Victor Koulbak (born 12 March 1946, in Moscow, Russia) is a French painter of Russian origin. His work is heavily influenced by Renaissance masters to contemporary art.

Biography

Early Childhood 
As a child he was interested in art and drew frequently. His father was an air force pilot and his mother was a housewife. His mother eventually showed his work to the director of the Ecole des Beaux-arts in Moscow and he was admitted. The best drawings were shown in a window that gave onto the street. The first time one of his drawings was shown, he proudly asked his mother to come with him to see.  Someone had broken the window and stolen his drawing.  “This was my first artistic success” said Victor Koulbak.

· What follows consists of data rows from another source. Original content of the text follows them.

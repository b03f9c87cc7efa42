//! Mode Controller: which backend(s) serve storage calls.
//!
//! The active configuration is an immutable [`BackendState`] behind an
//! `Arc`. Every coordinator call takes a snapshot at its start and keeps it
//! until it finishes, so a mode change only affects later operations and no
//! caller ever observes a half-applied change. Changes are serialized by a
//! single transition lock and go through [`ModeController::transition`] (or
//! [`ModeController::reload`], which uses the same validation).

use std::fmt;
use std::sync::Arc;

use async_trait::async_trait;
use hll_core::StorageMode;
use parking_lot::RwLock;
use tokio::sync::Mutex;
use tracing::{info, warn};

use crate::backend::StorageBackend;
use crate::errors::{Result, StorageError};

/// Environment variable consulted for the storage mode.
pub const STORAGE_MODE_ENV: &str = "HLL_STORAGE_MODE";

/// Produces a connected central backend.
#[async_trait]
pub trait CentralConnector: Send + Sync {
    /// Open a connection to the central store.
    async fn connect(&self) -> Result<Arc<dyn StorageBackend>>;
}

// ─────────────────────────────────────────────────────────────────────────────
// BackendState
// ─────────────────────────────────────────────────────────────────────────────

/// Backends enabled for one mode.
#[derive(Clone)]
pub struct BackendState {
    mode: StorageMode,
    primary: Arc<dyn StorageBackend>,
    secondary: Option<Arc<dyn StorageBackend>>,
}

impl BackendState {
    /// Legacy store only.
    #[must_use]
    pub fn legacy_only(legacy: Arc<dyn StorageBackend>) -> Self {
        Self {
            mode: StorageMode::Legacy,
            primary: legacy,
            secondary: None,
        }
    }

    /// Legacy primary, central secondary.
    #[must_use]
    pub fn dual(legacy: Arc<dyn StorageBackend>, central: Arc<dyn StorageBackend>) -> Self {
        Self {
            mode: StorageMode::Dual,
            primary: legacy,
            secondary: Some(central),
        }
    }

    /// Central store only.
    #[must_use]
    pub fn central_only(central: Arc<dyn StorageBackend>) -> Self {
        Self {
            mode: StorageMode::Central,
            primary: central,
            secondary: None,
        }
    }

    /// Mode this state implements.
    #[must_use]
    pub fn mode(&self) -> StorageMode {
        self.mode
    }

    /// Source of truth: receives writes first and serves every read.
    #[must_use]
    pub fn primary(&self) -> &Arc<dyn StorageBackend> {
        &self.primary
    }

    /// Replication target, only in dual mode.
    #[must_use]
    pub fn secondary(&self) -> Option<&Arc<dyn StorageBackend>> {
        self.secondary.as_ref()
    }
}

impl fmt::Debug for BackendState {
    fn fmt(&self, f: &mut fmt::Formatter<'_>) -> fmt::Result {
        f.debug_struct("BackendState")
            .field("mode", &self.mode)
            .field("primary", &self.primary.kind())
            .field("secondary", &self.secondary.as_ref().map(|s| s.kind()))
            .finish()
    }
}

// ─────────────────────────────────────────────────────────────────────────────
// Sources
// ─────────────────────────────────────────────────────────────────────────────

/// Inputs to mode resolution, highest priority first.
#[derive(Clone, Debug, Default, PartialEq, Eq)]
pub struct ModeSources {
    /// Explicit operator override.
    pub runtime_override: Option<String>,
    /// Value of `HLL_STORAGE_MODE`.
    pub env: Option<String>,
    /// Mode stored in the settings file.
    pub persisted: Option<StorageMode>,
}

impl ModeSources {
    /// Read the environment, keeping `persisted` as the fallback.
    #[must_use]
    pub fn from_env(persisted: Option<StorageMode>) -> Self {
        Self {
            runtime_override: None,
            env: std::env::var(STORAGE_MODE_ENV).ok(),
            persisted,
        }
    }

    /// Set the runtime override.
    #[must_use]
    pub fn with_override(mut self, mode: impl Into<String>) -> Self {
        self.runtime_override = Some(mode.into());
        self
    }

    /// Effective mode. Blank values are treated as unset; unparseable ones
    /// are logged and skipped.
    pub fn resolve(&self) -> StorageMode {
        let layered = [
            ("runtime override", self.runtime_override.as_deref()),
            ("environment", self.env.as_deref()),
        ];
        for (source, raw) in layered {
            let Some(raw) = raw.filter(|r| !r.trim().is_empty()) else {
                continue;
            };
            match raw.parse::<StorageMode>() {
                Ok(mode) => return mode,
                Err(e) => warn!(source, value = raw, error = %e, "ignoring invalid storage mode"),
            }
        }
        self.persisted.unwrap_or_default()
    }
}

/// Whether an operator may move directly from `from` to `to`.
#[must_use]
pub fn transition_allowed(from: StorageMode, to: StorageMode) -> bool {
    use StorageMode::{Central, Dual, Legacy};
    from == to || matches!((from, to), (Legacy, Dual) | (Dual, Central) | (Dual, Legacy))
}

// ─────────────────────────────────────────────────────────────────────────────
// Controller
// ─────────────────────────────────────────────────────────────────────────────

/// Owns the active [`BackendState`].
pub struct ModeController {
    state: RwLock<Arc<BackendState>>,
    // Held for the whole of a transition; caches the connected central store.
    transition: Mutex<Option<Arc<dyn StorageBackend>>>,
    legacy: Arc<dyn StorageBackend>,
    connector: Option<Arc<dyn CentralConnector>>,
}

impl ModeController {
    /// Controller fixed at legacy mode until a transition.
    #[must_use]
    pub fn new(
        legacy: Arc<dyn StorageBackend>,
        connector: Option<Arc<dyn CentralConnector>>,
    ) -> Self {
        Self {
            state: RwLock::new(Arc::new(BackendState::legacy_only(Arc::clone(&legacy)))),
            transition: Mutex::new(None),
            legacy,
            connector,
        }
    }

    /// Resolve `sources` and enter that mode. If the central store is needed
    /// but cannot be reached, logs a warning and stays in legacy mode.
    pub async fn start(
        legacy: Arc<dyn StorageBackend>,
        connector: Option<Arc<dyn CentralConnector>>,
        sources: &ModeSources,
    ) -> Self {
        let controller = Self::new(legacy, connector);
        let target = sources.resolve();
        if target != StorageMode::Legacy {
            let mut cached = controller.transition.lock().await;
            if let Err(e) = controller.apply(&mut cached, StorageMode::Legacy, target).await {
                warn!(requested = %target, error = %e, "forcing legacy storage mode");
            }
        }
        controller
    }

    /// Current state. Hold the snapshot for the duration of one operation.
    pub fn snapshot(&self) -> Arc<BackendState> {
        Arc::clone(&self.state.read())
    }

    /// Current mode.
    pub fn mode(&self) -> StorageMode {
        self.state.read().mode()
    }

    /// Operator-triggered mode change. Fails closed: on rejection the
    /// current state is untouched. Does not wait for in-flight writes; a
    /// serving process goes through the coordinator's `transition`.
    pub async fn transition(&self, target: StorageMode) -> Result<StorageMode> {
        let mut cached = self.transition.lock().await;
        let from = self.mode();
        if from == target {
            return Ok(target);
        }
        if !transition_allowed(from, target) {
            return Err(StorageError::ModeTransitionRejected {
                from,
                to: target,
                reason: "only legacy -> dual, dual -> central and dual -> legacy are allowed"
                    .into(),
            });
        }
        self.apply(&mut cached, from, target).await
    }

    /// Re-resolve after a configuration reload. A rejected change keeps the
    /// current mode and is logged.
    pub async fn reload(&self, sources: &ModeSources) -> Result<StorageMode> {
        let target = sources.resolve();
        let result = self.transition(target).await;
        if let Err(e) = &result {
            warn!(current = %self.mode(), requested = %target, error = %e, "mode reload rejected");
        }
        result
    }

    async fn apply(
        &self,
        cached: &mut Option<Arc<dyn StorageBackend>>,
        from: StorageMode,
        target: StorageMode,
    ) -> Result<StorageMode> {
        let state = match target {
            StorageMode::Legacy => BackendState::legacy_only(Arc::clone(&self.legacy)),
            StorageMode::Dual | StorageMode::Central => {
                let central = self.connect_central(cached).await.map_err(|reason| {
                    StorageError::ModeTransitionRejected {
                        from,
                        to: target,
                        reason,
                    }
                })?;
                if target == StorageMode::Dual {
                    BackendState::dual(Arc::clone(&self.legacy), central)
                } else {
                    BackendState::central_only(central)
                }
            }
        };
        *self.state.write() = Arc::new(state);
        info!(from = %from, to = %target, "storage mode changed");
        Ok(target)
    }

    async fn connect_central(
        &self,
        cached: &mut Option<Arc<dyn StorageBackend>>,
    ) -> std::result::Result<Arc<dyn StorageBackend>, String> {
        let Some(connector) = &self.connector else {
            return Err("central connection string is not set".into());
        };
        if let Some(central) = cached.as_ref() {
            if central.ping().await.is_ok() {
                return Ok(Arc::clone(central));
            }
        }
        let central = connector
            .connect()
            .await
            .map_err(|e| format!("central store unreachable: {e}"))?;
        central
            .ping()
            .await
            .map_err(|e| format!("central store did not answer ping: {e}"))?;
        *cached = Some(Arc::clone(&central));
        Ok(central)
    }
}

// ─────────────────────────────────────────────────────────────────────────────
// Tests
// ─────────────────────────────────────────────────────────────────────────────

#[cfg(test)]
#[allow(unused_results)]
mod tests {
    use super::*;
    use crate::legacy::{ConnectionConfig, LegacyStore};
    use assert_matches::assert_matches;
    use hll_core::logging::capture_logs;

    fn sources(over: Option<&str>, env: Option<&str>, persisted: Option<StorageMode>) -> ModeSources {
        ModeSources {
            runtime_override: over.map(str::to_string),
            env: env.map(str::to_string),
            persisted,
        }
    }

    #[test]
    fn resolve_priority() {
        assert_eq!(sources(None, None, None).resolve(), StorageMode::Legacy);
        assert_eq!(
            sources(None, None, Some(StorageMode::Dual)).resolve(),
            StorageMode::Dual
        );
        assert_eq!(
            sources(None, Some("central"), Some(StorageMode::Dual)).resolve(),
            StorageMode::Central
        );
        assert_eq!(
            sources(Some("legacy"), Some("central"), Some(StorageMode::Dual)).resolve(),
            StorageMode::Legacy
        );
    }

    #[test]
    fn resolve_skips_invalid_and_blank() {
        let (logs, _guard) = capture_logs();
        assert_eq!(
            sources(Some("mysql"), Some("  "), Some(StorageMode::Dual)).resolve(),
            StorageMode::Dual
        );
        assert!(logs.has_event(tracing::Level::WARN, "ignoring invalid storage mode"));
    }

    #[test]
    fn allowed_transitions() {
        use StorageMode::{Central, Dual, Legacy};
        assert!(transition_allowed(Legacy, Dual));
        assert!(transition_allowed(Dual, Central));
        assert!(transition_allowed(Dual, Legacy));
        assert!(transition_allowed(Central, Central));
        assert!(!transition_allowed(Legacy, Central));
        assert!(!transition_allowed(Central, Dual));
        assert!(!transition_allowed(Central, Legacy));
    }

    fn legacy(dir: &tempfile::TempDir) -> Arc<dyn StorageBackend> {
        Arc::new(
            LegacyStore::open_path(&dir.path().join("sessions.db"), &ConnectionConfig::default())
                .unwrap(),
        )
    }

    #[tokio::test]
    async fn start_without_connector_forces_legacy() {
        let dir = tempfile::tempdir().unwrap();
        let controller =
            ModeController::start(legacy(&dir), None, &sources(Some("dual"), None, None)).await;
        assert_eq!(controller.mode(), StorageMode::Legacy);
        assert!(controller.snapshot().secondary().is_none());
    }

    #[tokio::test]
    async fn transition_without_connector_is_rejected() {
        let dir = tempfile::tempdir().unwrap();
        let controller = ModeController::new(legacy(&dir), None);
        assert_matches!(
            controller.transition(StorageMode::Dual).await,
            Err(StorageError::ModeTransitionRejected { from: StorageMode::Legacy, to: StorageMode::Dual, reason })
                if reason.contains("not set")
        );
        assert_eq!(controller.mode(), StorageMode::Legacy);
        assert_eq!(
            controller.transition(StorageMode::Legacy).await.unwrap(),
            StorageMode::Legacy
        );
    }
}
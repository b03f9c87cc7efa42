//! Persisted backfill progress.
//!
//! The checkpoint is a small JSON file rewritten after every committed batch
//! (temp file, then rename) so an interrupted run resumes where it stopped.

use std::path::{Path, PathBuf};

use chrono::{DateTime, Utc};
use hll_core::{SessionId, SessionIdRange};
use serde::{Deserialize, Serialize};
use tracing::{debug, info};

use crate::errors::{Result, StorageError};

/// Progress inside the session currently being copied.
#[derive(Clone, Copy, Debug, PartialEq, Eq, Serialize, Deserialize)]
#[serde(rename_all = "camelCase")]
pub struct SessionProgress {
    /// Session being copied.
    pub session_id: SessionId,
    /// Last sequence number committed to the destination.
    pub last_seq: Option<i64>,
}

/// Backfill progress marker.
#[derive(Clone, Debug, Default, PartialEq, Eq, Serialize, Deserialize)]
#[serde(rename_all = "camelCase", default)]
pub struct MigrationCheckpoint {
    /// Sessions the run that wrote this checkpoint was copying.
    pub range: SessionIdRange,
    /// Highest session id fully copied.
    pub completed_through: Option<SessionId>,
    /// Partially copied session, if any.
    pub current: Option<SessionProgress>,
    /// Sessions fully copied so far.
    pub sessions_copied: u64,
    /// Events copied so far.
    pub events_copied: u64,
    /// Last write of this checkpoint.
    pub updated_at: Option<DateTime<Utc>>,
}

impl MigrationCheckpoint {
    /// Empty checkpoint for a run over `range`.
    #[must_use]
    pub fn for_range(range: SessionIdRange) -> Self {
        Self {
            range,
            ..Self::default()
        }
    }

    /// Whether `session_id` was fully copied by an earlier run.
    #[must_use]
    pub fn is_completed(&self, session_id: SessionId) -> bool {
        self.completed_through.is_some_and(|done| session_id <= done)
    }

    /// Sequence to resume `session_id` from, if it was in progress.
    #[must_use]
    pub fn resume_seq(&self, session_id: SessionId) -> Option<i64> {
        self.current
            .filter(|p| p.session_id == session_id)
            .and_then(|p| p.last_seq)
    }

    /// Record a committed batch.
    pub fn batch_committed(&mut self, session_id: SessionId, last_seq: i64, events: u64) {
        self.current = Some(SessionProgress {
            session_id,
            last_seq: Some(last_seq),
        });
        self.events_copied += events;
    }

    /// Record a fully copied session.
    pub fn session_completed(&mut self, session_id: SessionId) {
        self.completed_through = Some(
            self.completed_through
                .map_or(session_id, |done| done.max(session_id)),
        );
        self.current = None;
        self.sessions_copied += 1;
    }
}

/// Reads and writes the checkpoint file.
#[derive(Clone, Debug)]
pub struct CheckpointStore {
    path: PathBuf,
}

impl CheckpointStore {
    /// Store at `path`.
    pub fn new(path: impl Into<PathBuf>) -> Self {
        Self { path: path.into() }
    }

    /// Checkpoint file location.
    pub fn path(&self) -> &Path {
        &self.path
    }

    /// Load the checkpoint. A missing file is `None`.
    pub async fn load(&self) -> Result<Option<MigrationCheckpoint>> {
        let bytes = match tokio::fs::read(&self.path).await {
            Ok(bytes) => bytes,
            Err(e) if e.kind() == std::io::ErrorKind::NotFound => return Ok(None),
            Err(e) => return Err(self.failure("read", e)),
        };
        let checkpoint = serde_json::from_slice(&bytes).map_err(|e| self.failure("parse", e))?;
        debug!(path = %self.path.display(), "loaded backfill checkpoint");
        Ok(Some(checkpoint))
    }

    /// Stamp and persist `checkpoint` atomically.
    pub async fn save(&self, checkpoint: &mut MigrationCheckpoint) -> Result<()> {
        checkpoint.updated_at = Some(Utc::now());
        let json =
            serde_json::to_vec_pretty(checkpoint).map_err(|e| self.failure("serialize", e))?;

        if let Some(parent) = self.path.parent().filter(|p| !p.as_os_str().is_empty()) {
            tokio::fs::create_dir_all(parent)
                .await
                .map_err(|e| self.failure("create directory for", e))?;
        }
        let tmp = self.sibling(".tmp");
        tokio::fs::write(&tmp, json)
            .await
            .map_err(|e| self.failure("write", e))?;
        tokio::fs::rename(&tmp, &self.path)
            .await
            .map_err(|e| self.failure("replace", e))?;
        Ok(())
    }

    /// Move a completed checkpoint aside to `<path>.done-<timestamp>`.
    /// Returns the archive path, or `None` when there was nothing to archive.
    pub async fn archive(&self) -> Result<Option<PathBuf>> {
        if !tokio::fs::try_exists(&self.path)
            .await
            .map_err(|e| self.failure("stat", e))?
        {
            return Ok(None);
        }
        let stamp = Utc::now().format("%Y%m%dT%H%M%SZ");
        let archived = self.sibling(&format!(".done-{stamp}"));
        tokio::fs::rename(&self.path, &archived)
            .await
            .map_err(|e| self.failure("archive", e))?;
        info!(path = %archived.display(), "archived backfill checkpoint");
        Ok(Some(archived))
    }

    fn sibling(&self, suffix: &str) -> PathBuf {
        let mut name = self.path.clone().into_os_string();
        name.push(suffix);
        PathBuf::from(name)
    }

    fn failure(&self, action: &str, err: impl std::fmt::Display) -> StorageError {
        StorageError::MigrationIncomplete {
            reason: format!("failed to {action} checkpoint {}: {err}", self.path.display()),
        }
    }
}
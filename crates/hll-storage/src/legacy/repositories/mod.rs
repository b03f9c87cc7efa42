//! Stateless repositories over a `rusqlite` connection.
//!
//! Every method takes `&Connection` (or a transaction deref'd to one), so the
//! store decides transaction boundaries.

pub mod log;
pub mod session;

use chrono::{DateTime, Utc};
use rusqlite::types::Type;

pub use log::LogRepo;
pub use session::{SessionRepo, StoredSession};

/// Parse a stored RFC 3339 timestamp, reporting the column on failure.
pub(crate) fn parse_time(column: usize, raw: &str) -> rusqlite::Result<DateTime<Utc>> {
    DateTime::parse_from_rfc3339(raw)
        .map(|t| t.with_timezone(&Utc))
        .map_err(|e| rusqlite::Error::FromSqlConversionFailure(column, Type::Text, Box::new(e)))
}

/// Decode a stored JSON column, reporting the column on failure.
pub(crate) fn parse_json<T: serde::de::DeserializeOwned>(
    column: usize,
    raw: &str,
) -> rusqlite::Result<T> {
    serde_json::from_str(raw)
        .map_err(|e| rusqlite::Error::FromSqlConversionFailure(column, Type::Text, Box::new(e)))
}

At school with the Masters 
At the end of his secondary school studies and his apprenticeship with the Beaux-arts, Koulbak realized there was a gap in his schooling.  He decided to find a “Master” and stopped looking once he found a well-known artist.  From the first day, however, the student argued with his teacher and left the workshop immediately:  the master in question imposed his own style, his own aesthetic principles and personal vision, and brought nothing new from the technical point of view.  The young artist then made the most important decision of his life:  to discover by himself the principles and techniques of the old "Masters".  At first he was impressed by Pieter Brueghel the Elder, Paul Cézanne and Vincent van Gogh, but then he soon turned to Leonardo da Vinci, Michelangelo, Albrecht Dürer, Jan van Eyck, Hans Memling, and others of great skill.

Soviet censorship 
Refusing the dictates of official art: “Social Realism”, Koulbak put himself on the side of non-conformist painters, thus depriving him of lucrative orders.  So, in order to survive, he was forced to work on illustrations for books and magazines.  However, he continued to paint clandestinely, for himself and for a small group of friends, but everything became more and more difficult:  art supplies were reserved for members of the Soviet Artists Union, and others had difficulty in procuring these necessities for their work. For example, in summer there would be no green available, and in winter there would be no white.
To become a member of the Union, you had first had to have participated in two official exhibitions. The selection committees, who protected soviet realism, were exclusively made up of Party members totally faithful to the regime.  This regime became slightly more flexible during the 1970s.  Exhibitions were organized with debates and held in non-public spaces, such as the Institute of Nuclear Physics of the Academy of Sciences, but were only accessible to those holding a laissez-passer issued by the Party and the KGB. Koulbak was able under these conditions to hold two exhibitions, which were, however, closed after only two hours.

Stendhal's Syndrome 
In 1975 Koulbak left the USSR. He then went to Vienna and stayed for six months, visiting all the wonderful museums of that city. The contemplation of Brueghel’s paintings put him into a trance, so much so that he was awoken by one of the guards at the closing of the museum. He had been in front of Brueghel’s work from 11.00 in the morning until the closing of the museum in the evening, victim of Stendhal syndrome, described by Stendhal in 1878 in his book Rome, Naples and Florence.

Sweden, France and Malta 
Before leaving the USSR, Koulbak had sent several of his works to Sweden. He was invited by a gallery in Stockholm, and within one year had four exhibitions of his own in Helsingborg, Stockholm, Malmö, and Oslo.  In 1976 he moved to Paris.  Since then 25 personal exhibitions and numerous collective exhibitions have been dedicated to his art in France, Italy, Japan, Canada, Belgium, the United States of America, the United Kingdom, Germany, and Malta.  Koulbak has been a resident of Malta since the year 2000.

Body of Work

Periods 

During his "exploratory" period in Moscow from 1965 to 1975, Koulbak experimented with all types, techniques and styles.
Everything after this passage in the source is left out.